What you have to do: In the material below, find every line containing "origin" and copy that line.

:: Extracted entries ::

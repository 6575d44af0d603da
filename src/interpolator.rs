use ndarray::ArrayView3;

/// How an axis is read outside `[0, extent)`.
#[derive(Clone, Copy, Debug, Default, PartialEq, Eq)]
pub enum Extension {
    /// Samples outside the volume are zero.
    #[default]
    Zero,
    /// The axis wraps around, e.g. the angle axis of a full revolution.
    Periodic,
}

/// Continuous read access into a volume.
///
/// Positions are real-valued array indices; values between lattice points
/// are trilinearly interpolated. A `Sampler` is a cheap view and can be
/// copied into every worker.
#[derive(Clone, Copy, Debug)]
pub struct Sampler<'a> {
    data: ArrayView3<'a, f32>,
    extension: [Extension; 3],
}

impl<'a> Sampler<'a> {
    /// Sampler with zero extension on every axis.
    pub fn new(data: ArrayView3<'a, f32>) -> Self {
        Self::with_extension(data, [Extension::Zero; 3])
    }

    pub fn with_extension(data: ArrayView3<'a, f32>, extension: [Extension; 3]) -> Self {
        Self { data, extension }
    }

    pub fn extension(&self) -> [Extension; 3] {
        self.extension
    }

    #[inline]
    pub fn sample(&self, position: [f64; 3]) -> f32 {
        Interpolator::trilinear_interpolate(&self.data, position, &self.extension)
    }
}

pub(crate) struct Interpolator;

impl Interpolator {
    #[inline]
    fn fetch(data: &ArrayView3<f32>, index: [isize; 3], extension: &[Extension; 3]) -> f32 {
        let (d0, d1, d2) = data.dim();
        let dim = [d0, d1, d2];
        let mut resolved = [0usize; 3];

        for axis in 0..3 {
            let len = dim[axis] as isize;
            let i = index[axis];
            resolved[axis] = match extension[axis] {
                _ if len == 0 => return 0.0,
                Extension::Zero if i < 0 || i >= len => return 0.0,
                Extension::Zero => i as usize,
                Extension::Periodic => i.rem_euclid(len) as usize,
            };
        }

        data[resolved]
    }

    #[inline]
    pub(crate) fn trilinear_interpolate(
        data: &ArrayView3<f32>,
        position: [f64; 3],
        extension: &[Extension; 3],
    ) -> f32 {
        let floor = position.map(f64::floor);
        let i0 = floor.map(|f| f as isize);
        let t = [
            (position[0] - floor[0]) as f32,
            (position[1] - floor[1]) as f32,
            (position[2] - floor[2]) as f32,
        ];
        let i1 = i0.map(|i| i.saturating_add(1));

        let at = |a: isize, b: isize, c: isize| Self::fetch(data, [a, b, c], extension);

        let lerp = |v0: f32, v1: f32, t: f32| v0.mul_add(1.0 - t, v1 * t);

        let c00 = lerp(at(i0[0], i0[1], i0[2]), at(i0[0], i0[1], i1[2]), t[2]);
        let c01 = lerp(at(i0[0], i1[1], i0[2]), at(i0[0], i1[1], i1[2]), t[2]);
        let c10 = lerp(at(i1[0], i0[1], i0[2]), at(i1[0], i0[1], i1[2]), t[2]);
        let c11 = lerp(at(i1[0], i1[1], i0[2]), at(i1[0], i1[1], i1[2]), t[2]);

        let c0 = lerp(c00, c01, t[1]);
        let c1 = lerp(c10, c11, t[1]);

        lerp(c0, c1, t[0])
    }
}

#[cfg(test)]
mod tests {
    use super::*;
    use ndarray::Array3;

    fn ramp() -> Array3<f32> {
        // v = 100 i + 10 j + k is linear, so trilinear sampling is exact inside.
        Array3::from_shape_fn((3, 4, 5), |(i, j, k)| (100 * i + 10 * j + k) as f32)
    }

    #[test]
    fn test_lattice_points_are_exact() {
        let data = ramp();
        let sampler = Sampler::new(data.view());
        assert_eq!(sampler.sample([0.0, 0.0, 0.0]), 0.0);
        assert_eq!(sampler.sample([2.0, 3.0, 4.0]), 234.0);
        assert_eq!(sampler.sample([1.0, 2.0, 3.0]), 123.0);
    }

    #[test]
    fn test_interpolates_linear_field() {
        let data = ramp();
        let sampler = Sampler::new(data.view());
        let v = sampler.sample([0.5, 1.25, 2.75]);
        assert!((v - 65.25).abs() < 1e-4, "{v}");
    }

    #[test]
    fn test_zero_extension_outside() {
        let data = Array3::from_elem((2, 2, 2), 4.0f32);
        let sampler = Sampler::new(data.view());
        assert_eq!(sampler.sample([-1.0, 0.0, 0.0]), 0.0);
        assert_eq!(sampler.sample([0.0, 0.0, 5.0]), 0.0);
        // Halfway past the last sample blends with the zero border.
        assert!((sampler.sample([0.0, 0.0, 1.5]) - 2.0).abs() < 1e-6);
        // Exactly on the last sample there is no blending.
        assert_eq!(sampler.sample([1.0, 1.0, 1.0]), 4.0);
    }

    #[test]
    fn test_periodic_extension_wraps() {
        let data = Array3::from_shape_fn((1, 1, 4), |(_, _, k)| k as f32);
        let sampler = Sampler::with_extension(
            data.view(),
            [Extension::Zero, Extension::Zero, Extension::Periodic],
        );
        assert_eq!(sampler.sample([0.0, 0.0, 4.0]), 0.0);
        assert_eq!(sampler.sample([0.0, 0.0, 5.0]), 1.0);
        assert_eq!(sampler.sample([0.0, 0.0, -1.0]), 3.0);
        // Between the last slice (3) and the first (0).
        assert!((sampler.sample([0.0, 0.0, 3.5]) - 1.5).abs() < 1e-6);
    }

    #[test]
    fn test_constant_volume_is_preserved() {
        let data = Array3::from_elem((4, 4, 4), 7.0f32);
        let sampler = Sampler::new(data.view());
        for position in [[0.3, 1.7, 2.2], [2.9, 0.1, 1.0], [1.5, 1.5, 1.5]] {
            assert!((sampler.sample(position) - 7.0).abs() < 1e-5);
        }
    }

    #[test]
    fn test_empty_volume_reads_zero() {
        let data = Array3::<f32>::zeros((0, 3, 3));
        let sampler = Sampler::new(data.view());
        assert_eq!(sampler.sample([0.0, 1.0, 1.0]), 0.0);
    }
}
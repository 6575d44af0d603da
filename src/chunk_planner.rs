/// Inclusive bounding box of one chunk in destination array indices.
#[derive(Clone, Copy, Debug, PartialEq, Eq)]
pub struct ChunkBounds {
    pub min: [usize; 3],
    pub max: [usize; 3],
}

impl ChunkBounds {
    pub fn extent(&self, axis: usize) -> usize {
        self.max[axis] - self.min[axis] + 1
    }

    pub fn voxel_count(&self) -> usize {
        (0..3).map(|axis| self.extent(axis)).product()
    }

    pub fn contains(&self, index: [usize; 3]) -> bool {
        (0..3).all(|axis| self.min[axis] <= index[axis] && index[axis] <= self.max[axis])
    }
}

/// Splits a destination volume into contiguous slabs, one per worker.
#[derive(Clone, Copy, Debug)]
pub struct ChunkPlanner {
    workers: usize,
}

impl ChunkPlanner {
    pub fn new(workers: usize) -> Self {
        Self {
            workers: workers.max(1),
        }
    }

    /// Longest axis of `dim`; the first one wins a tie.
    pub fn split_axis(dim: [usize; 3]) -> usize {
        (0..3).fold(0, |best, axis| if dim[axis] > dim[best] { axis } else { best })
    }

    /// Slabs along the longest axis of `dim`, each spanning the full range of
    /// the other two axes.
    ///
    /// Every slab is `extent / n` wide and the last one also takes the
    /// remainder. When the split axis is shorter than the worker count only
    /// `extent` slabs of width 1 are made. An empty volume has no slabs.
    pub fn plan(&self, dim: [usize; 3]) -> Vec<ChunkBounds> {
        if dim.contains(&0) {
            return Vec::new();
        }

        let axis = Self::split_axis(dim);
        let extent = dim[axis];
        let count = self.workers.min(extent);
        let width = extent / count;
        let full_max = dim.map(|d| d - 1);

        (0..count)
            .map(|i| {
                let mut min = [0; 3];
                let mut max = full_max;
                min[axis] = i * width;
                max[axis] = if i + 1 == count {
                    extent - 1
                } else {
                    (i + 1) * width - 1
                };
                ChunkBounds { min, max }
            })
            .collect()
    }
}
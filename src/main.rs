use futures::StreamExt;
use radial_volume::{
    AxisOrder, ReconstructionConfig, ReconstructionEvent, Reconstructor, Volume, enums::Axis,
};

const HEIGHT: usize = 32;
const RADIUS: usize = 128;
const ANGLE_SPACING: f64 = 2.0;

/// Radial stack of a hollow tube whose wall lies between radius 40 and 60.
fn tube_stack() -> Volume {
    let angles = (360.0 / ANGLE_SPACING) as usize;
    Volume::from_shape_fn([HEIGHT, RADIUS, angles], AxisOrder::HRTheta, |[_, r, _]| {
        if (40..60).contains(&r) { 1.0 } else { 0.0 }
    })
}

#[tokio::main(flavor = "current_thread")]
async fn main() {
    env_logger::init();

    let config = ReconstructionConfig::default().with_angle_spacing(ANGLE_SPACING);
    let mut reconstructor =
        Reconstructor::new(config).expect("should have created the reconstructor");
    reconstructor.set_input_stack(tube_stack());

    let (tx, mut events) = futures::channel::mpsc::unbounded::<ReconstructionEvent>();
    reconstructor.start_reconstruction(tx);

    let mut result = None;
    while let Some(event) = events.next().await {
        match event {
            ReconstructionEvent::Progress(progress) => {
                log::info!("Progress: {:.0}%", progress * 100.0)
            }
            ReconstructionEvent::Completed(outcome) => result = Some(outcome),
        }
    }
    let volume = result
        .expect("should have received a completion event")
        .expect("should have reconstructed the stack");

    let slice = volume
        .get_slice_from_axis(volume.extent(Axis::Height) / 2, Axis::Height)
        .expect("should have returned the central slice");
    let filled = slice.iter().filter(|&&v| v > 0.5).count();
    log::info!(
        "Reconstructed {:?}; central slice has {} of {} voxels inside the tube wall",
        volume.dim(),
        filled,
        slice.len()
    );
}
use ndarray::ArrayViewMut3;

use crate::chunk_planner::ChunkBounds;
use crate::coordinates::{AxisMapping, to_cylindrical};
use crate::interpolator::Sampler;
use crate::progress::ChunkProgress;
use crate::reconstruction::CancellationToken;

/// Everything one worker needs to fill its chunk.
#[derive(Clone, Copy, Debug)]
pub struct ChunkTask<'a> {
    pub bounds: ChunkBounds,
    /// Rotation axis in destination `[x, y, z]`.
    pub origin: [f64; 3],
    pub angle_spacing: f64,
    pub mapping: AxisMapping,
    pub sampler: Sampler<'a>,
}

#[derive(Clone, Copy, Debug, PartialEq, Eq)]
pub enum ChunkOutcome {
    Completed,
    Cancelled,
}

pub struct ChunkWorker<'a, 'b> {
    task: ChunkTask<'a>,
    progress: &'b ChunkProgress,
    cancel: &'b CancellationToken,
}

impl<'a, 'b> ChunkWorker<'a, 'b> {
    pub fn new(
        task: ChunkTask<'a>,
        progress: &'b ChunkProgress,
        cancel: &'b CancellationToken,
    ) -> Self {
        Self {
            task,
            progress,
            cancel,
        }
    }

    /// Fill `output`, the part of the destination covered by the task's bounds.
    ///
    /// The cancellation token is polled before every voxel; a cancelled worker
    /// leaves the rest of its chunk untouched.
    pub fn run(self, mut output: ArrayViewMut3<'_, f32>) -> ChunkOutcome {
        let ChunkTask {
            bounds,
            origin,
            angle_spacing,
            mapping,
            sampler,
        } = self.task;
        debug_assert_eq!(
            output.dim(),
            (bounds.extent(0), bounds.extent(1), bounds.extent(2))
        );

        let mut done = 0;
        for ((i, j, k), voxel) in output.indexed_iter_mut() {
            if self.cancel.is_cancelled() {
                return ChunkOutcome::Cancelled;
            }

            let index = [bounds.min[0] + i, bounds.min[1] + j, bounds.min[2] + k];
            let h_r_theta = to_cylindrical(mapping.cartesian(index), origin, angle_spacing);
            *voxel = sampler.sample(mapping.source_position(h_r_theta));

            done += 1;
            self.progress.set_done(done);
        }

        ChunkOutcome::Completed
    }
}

:::

Answer for the task:
    pub origin: [f64; 3],
            origin,
            let h_r_theta = to_cylindrical(mapping.cartesian(index), origin, angle_spacing);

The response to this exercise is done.